The image's URL is correct - going to

Code:

http://www.bostonglobe.com/rf/image_960w/Boston/2011-2020/2012/03/27/BostonGlobe.com/EditorialOpinion/Images/03.28ROMNEYHOUSE.tif

does display the image (provided you've got a subscription, of course, which I do).

One thought I had was that perhaps calibre doesn't support TIF files, but I couldn't find a list of supported image types anywhere.

If that's not the problem, does anyone have any ideas of what might be going on?

kovidgoyal · 03-28-2012, 10:13 AM

That indicates that the image is not recognized as avalid image. This can be either because the img is actually not valid or the image format is not supported. I cant recall if PIL supports the TIFF format you can check that by doing

calibre-debug -c "from PIL import Image; im = Image(); im.open('somefile.tiff')"

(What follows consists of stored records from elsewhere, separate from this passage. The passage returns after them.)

//! The crop pipeline.
//!
//! A run takes a [`CropRequest`], loads every source image inside its own
//! worker task, crops it, and writes the crops chunk by chunk in input order.
//! A failing image is reported and skipped; it never stops the others.

use std::path::PathBuf;
use std::time::Instant;

use rand::SeedableRng;
use rand::rngs::StdRng;
use tracing::{debug, error, info, warn};

use crate::core::config::ConfigValidator;
use crate::core::{CropError, CropResult};
use crate::metrics;
use crate::pipeline::bundle::ImageBundle;
use crate::pipeline::config::PipelineConfig;
use crate::pipeline::output::CropWriter;
use crate::pipeline::request::CropRequest;
use crate::pipeline::stages::{
    CroppingConfig, CroppingStageProcessor, StageMetrics, process_indexed,
};
use crate::processors::TransformChain;

/// An image that produced no crops.
#[derive(Debug)]
pub struct ImageFailure {
    /// Position of the image in the request.
    pub index: usize,
    /// Path of the image.
    pub path: PathBuf,
    /// Why it failed.
    pub error: CropError,
}

/// What a run did.
#[derive(Debug, Default)]
pub struct RunReport {
    /// Files written, in output order.
    pub written: Vec<PathBuf>,
    /// Images that could not be loaded or cropped, in input order.
    pub image_failures: Vec<ImageFailure>,
    /// Crops that were produced but could not be saved.
    pub write_failures: Vec<CropError>,
    /// Metrics of the cropping stage.
    pub metrics: StageMetrics,
}

impl RunReport {
    pub fn crops_written(&self) -> usize {
        self.written.len()
    }

    /// Images whose file could not be read or decoded.
    pub fn load_failures(&self) -> impl Iterator<Item = &ImageFailure> {
        self.image_failures
            .iter()
            .filter(|failure| failure.error.is_load_failure())
    }

    /// Images whose crop regions could not all be placed.
    pub fn placement_failures(&self) -> impl Iterator<Item = &ImageFailure> {
        self.image_failures
            .iter()
            .filter(|failure| failure.error.is_placement_exhausted())
    }

    /// True if every image was cropped and every crop was written.
    pub fn is_complete(&self) -> bool {
        self.image_failures.is_empty() && self.write_failures.is_empty()
    }
}

/// Crops a batch of images into non-overlapping, transformed regions.
///
/// # Example
///
/// ```rust,no_run
/// use crop_sampler::pipeline::{CropPipeline, InputForm, PipelineConfig};
///
/// let pipeline = CropPipeline::new(PipelineConfig::default().with_seed(Some(42)))?;
/// let request = InputForm::new("assets/robot.jpeg,assets/scissors.png", "64", "64").parse()?;
/// let report = pipeline.run(request)?;
/// println!("wrote {} crops", report.crops_written());
/// # Ok::<(), crop_sampler::core::CropError>(())
/// ```
#[derive(Debug)]
pub struct CropPipeline {
    config: PipelineConfig,
    pre_transforms: TransformChain,
    post_transforms: TransformChain,
}

impl CropPipeline {
    /// Builds a pipeline from a validated configuration.
    ///
    /// # Errors
    ///
    /// Returns `CropError::Config` if the configuration is invalid.
    pub fn new(config: PipelineConfig) -> CropResult<Self> {
        config.validate()?;
        let pre_transforms = TransformChain::from_configs(&config.pre_transforms)?;
        let post_transforms = TransformChain::from_configs(&config.post_transforms)?;

        info!(
            "Crop pipeline ready: {} crops per image, pre {:?}, post {:?}",
            config.count,
            pre_transforms.names(),
            post_transforms.names()
        );

        Ok(Self {
            config,
            pre_transforms,
            post_transforms,
        })
    }

    pub fn config(&self) -> &PipelineConfig {
        &self.config
    }

    /// Runs the request to completion.
    ///
    /// Images are processed concurrently on a dedicated worker pool, one
    /// chunk of pool-size images at a time. Each worker loads its own image,
    /// and a chunk's crops are written before the next chunk starts, so no more
    /// than pool-size images and their crops are held at a time. Output
    /// is grouped by source image in request order and in acceptance order
    /// within an image.
    ///
    /// # Errors
    ///
    /// Returns `CropError::InvalidInput` if the request is invalid, and
    /// `CropError::Io` or `CropError::ThreadPool` if the run cannot start.
    /// Per-image and per-crop failures are collected in the [`RunReport`].
    pub fn run(&self, request: CropRequest) -> CropResult<RunReport> {
        request.validate()?;
        let crop = request.crop_size();
        let cropping = CroppingConfig {
            count: self.config.count,
            max_attempts: self.config.max_attempts,
        };
        let policy = &self.config.parallel_policy;
        let chunk_size = policy.effective_threads().max(1);

        let mut writer = CropWriter::create(&self.config.output_dir)?;
        let pool = rayon::ThreadPoolBuilder::new()
            .num_threads(chunk_size)
            .build()?;

        let paths = request.paths;
        info!(
            "Cropping {} images into {} regions of {}",
            paths.len(),
            cropping.count,
            crop
        );

        let start_time = Instant::now();
        let mut report = RunReport::default();
        let mut success_count = 0;
        let mut chunk_count = 0;

        for (chunk_index, chunk) in paths.chunks(chunk_size).enumerate() {
            let offset = chunk_index * chunk_size;
            let stage = pool.install(|| {
                process_indexed(
                    "cropping",
                    chunk.to_vec(),
                    |local, path| {
                        let bundle = ImageBundle::load(&path, crop)?;
                        let mut rng = self.rng_for(offset + local);
                        CroppingStageProcessor::process(
                            bundle,
                            &self.pre_transforms,
                            &self.post_transforms,
                            cropping,
                            &mut rng,
                        )
                    },
                    Some(policy.image_threshold),
                )
            });
            debug!("Chunk {}: {}", chunk_index, stage.metrics);
            chunk_count += 1;

            for (entry, path) in stage.data.into_iter().zip(chunk) {
                match entry.outcome {
                    Ok(image_crops) => {
                        success_count += 1;
                        for crop_image in &image_crops {
                            match writer.write(crop_image) {
                                Ok(written) => report.written.push(written),
                                Err(err) => {
                                    error!("{}", err);
                                    report.write_failures.push(err);
                                }
                            }
                        }
                    }
                    Err(err) => {
                        warn!("Skipping {}: {}", path.display(), err);
                        report.image_failures.push(ImageFailure {
                            index: offset + entry.index,
                            path: path.clone(),
                            error: err,
                        });
                    }
                }
            }
        }

        report.metrics = metrics!(success_count, report.image_failures.len(), start_time;
            stage = "cropping",
            total_items = paths.len(),
            chunks = chunk_count,
            chunk_size = chunk_size
        );
        info!("{}", report.metrics);
        info!(
            "Wrote {} crops to {} ({} images failed, {} writes failed)",
            report.crops_written(),
            writer.output_dir().display(),
            report.image_failures.len(),
            report.write_failures.len()
        );

        Ok(report)
    }

    fn rng_for(&self, index: usize) -> StdRng {
        match self.config.seed {
            Some(seed) => StdRng::seed_from_u64(seed.wrapping_add(index as u64)),
            None => StdRng::from_entropy(),
        }
    }
}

RobFreundlich · 03-28-2012, 12:37 PM

Thanks - that helps me move forward a bit.

PIL.Image doesn't seem to like URLs for filenames, so I wrote the following script to fetch the image:

Code:

import string
import mechanize
from PIL import Image

br = mechanize.Browser()
response = br.open("http://www.bostonglobe.com/rf/image_960w/Boston/2011-2020/2012/03/27/BostonGlobe.com/EditorialOpinion/Images/03.28ROMNEYHOUSE.tif")
data = response.get_data()

print data[0:32]

f = open("image.tif", "wb")
f.write(data)
f.close()

im = Image.open("image.tif")
print "Format:", im.format, ", Mode:", im.mode, ", Size:", im.size

It outputs the following:

Code:

\377\330\377\340^@^PJFIF^@^A^A^@^@^A^@^A^@^@\377\355^@,Photosho
Format: JPEG , Mode: L , Size: (960, 750)

So the file is a bit weird - it's got a .tif extension, but it is actually a JPEG (as witness both by the Format value and the JFIF tag). But the Image class seems to handle it just fine anyway.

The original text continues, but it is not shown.